Activity: Filter the data for lines with the word "when" and copy those lines.
Data to examine section start
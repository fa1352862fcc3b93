//! Reference management
//!
//! References are named pointers into the object store. HEAD is either a
//! symbolic reference (`ref: refs/heads/<name>`) naming the current
//! branch, or a bare commit hash when detached. Branch references under
//! `refs/heads/` always hold a direct hash followed by a newline.

use crate::artifacts::objects::object_id::ObjectId;
use anyhow::Context;
use derive_new::new;
use std::path::Path;

/// Pattern matching the content of a symbolic reference
const SYMREF_REGEX: &str = r"^ref: (.+)$";

/// Prefix of every branch reference path
const HEADS_PREFIX: &str = "refs/heads/";

/// The branch HEAD points at right after `init`
pub const DEFAULT_BRANCH: &str = "main";

#[derive(Debug, new)]
pub struct Refs {
    /// Path to the repository state directory (`.gogit`)
    path: Box<Path>,
}

impl Refs {
    /// Read and trim the HEAD file
    pub fn read_head(&self) -> anyhow::Result<String> {
        let content = std::fs::read_to_string(self.head_path())
            .context("unable to read HEAD")?;

        Ok(content.trim().to_string())
    }

    /// Name of the current branch, or `None` when HEAD is detached
    pub fn current_branch(&self) -> anyhow::Result<Option<String>> {
        let head = self.read_head()?;

        match Self::parse_symref(&head)? {
            Some(target) => Ok(target
                .strip_prefix(HEADS_PREFIX)
                .map(|branch| branch.to_string())),
            None => Ok(None),
        }
    }

    /// Resolve HEAD to a commit hash.
    ///
    /// Follows a symbolic HEAD one hop to its branch file. `None` means
    /// the repository has no commits yet (unborn branch or empty HEAD).
    pub fn resolve_head(&self) -> anyhow::Result<Option<ObjectId>> {
        let head = self.read_head()?;

        match Self::parse_symref(&head)? {
            Some(target) => self.read_ref(&target),
            None if head.is_empty() => Ok(None),
            None => Ok(Some(ObjectId::try_parse(head)?)),
        }
    }

    /// Read a single reference file.
    ///
    /// Absence yields `None`; any other I/O error propagates.
    pub fn read_ref(&self, ref_path: &str) -> anyhow::Result<Option<ObjectId>> {
        let full_path = self.path.join(ref_path);

        let content = match std::fs::read_to_string(&full_path) {
            Ok(content) => content,
            Err(error) if error.kind() == std::io::ErrorKind::NotFound => return Ok(None),
            Err(error) => {
                return Err(error)
                    .with_context(|| format!("unable to read ref file {}", full_path.display()));
            }
        };

        let content = content.trim();
        if content.is_empty() {
            return Ok(None);
        }

        Ok(Some(ObjectId::try_parse(content.to_string())?))
    }

    /// Write a commit hash to a reference file, creating parent
    /// directories as needed
    pub fn write_ref(&self, ref_path: &str, oid: &ObjectId) -> anyhow::Result<()> {
        let full_path = self.path.join(ref_path);

        std::fs::create_dir_all(full_path.parent().with_context(|| {
            format!("invalid ref path {}", full_path.display())
        })?)?;

        std::fs::write(&full_path, format!("{oid}\n"))
            .with_context(|| format!("unable to write ref file {}", full_path.display()))
    }

    /// Overwrite HEAD with the given content (symbolic or direct)
    pub fn update_head(&self, content: &str) -> anyhow::Result<()> {
        std::fs::write(self.head_path(), format!("{content}\n")).context("unable to write HEAD")
    }

    /// Sorted names of all branches.
    ///
    /// Only regular files directly under `refs/heads/` count; a missing
    /// heads directory simply means no branches.
    pub fn list_branches(&self) -> anyhow::Result<Vec<String>> {
        let heads_dir = self.path.join(HEADS_PREFIX);

        let entries = match std::fs::read_dir(&heads_dir) {
            Ok(entries) => entries,
            Err(error) if error.kind() == std::io::ErrorKind::NotFound => return Ok(Vec::new()),
            Err(error) => {
                return Err(error)
                    .with_context(|| format!("unable to list branches in {}", heads_dir.display()));
            }
        };

        let mut branches = Vec::new();
        for entry in entries {
            let entry = entry?;
            if entry.file_type()?.is_file() {
                branches.push(entry.file_name().to_string_lossy().to_string());
            }
        }

        branches.sort();
        Ok(branches)
    }

    /// Reference path for a branch name
    pub fn branch_ref(name: &str) -> String {
        format!("{HEADS_PREFIX}{name}")
    }

    /// Symbolic HEAD content for a branch name
    pub fn symref_to(name: &str) -> String {
        format!("ref: {HEADS_PREFIX}{name}")
    }

    fn parse_symref(content: &str) -> anyhow::Result<Option<String>> {
        let captures = regex::Regex::new(SYMREF_REGEX)?.captures(content);

        Ok(captures.map(|captures| captures[1].to_string()))
    }

    fn head_path(&self) -> Box<Path> {
        self.path.join("HEAD").into_boxed_path()
    }
}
Data to examine section end
Answer space:
//! branch, or a bare commit hash when detached. Branch references under
    /// Name of the current branch, or `None` when HEAD is detached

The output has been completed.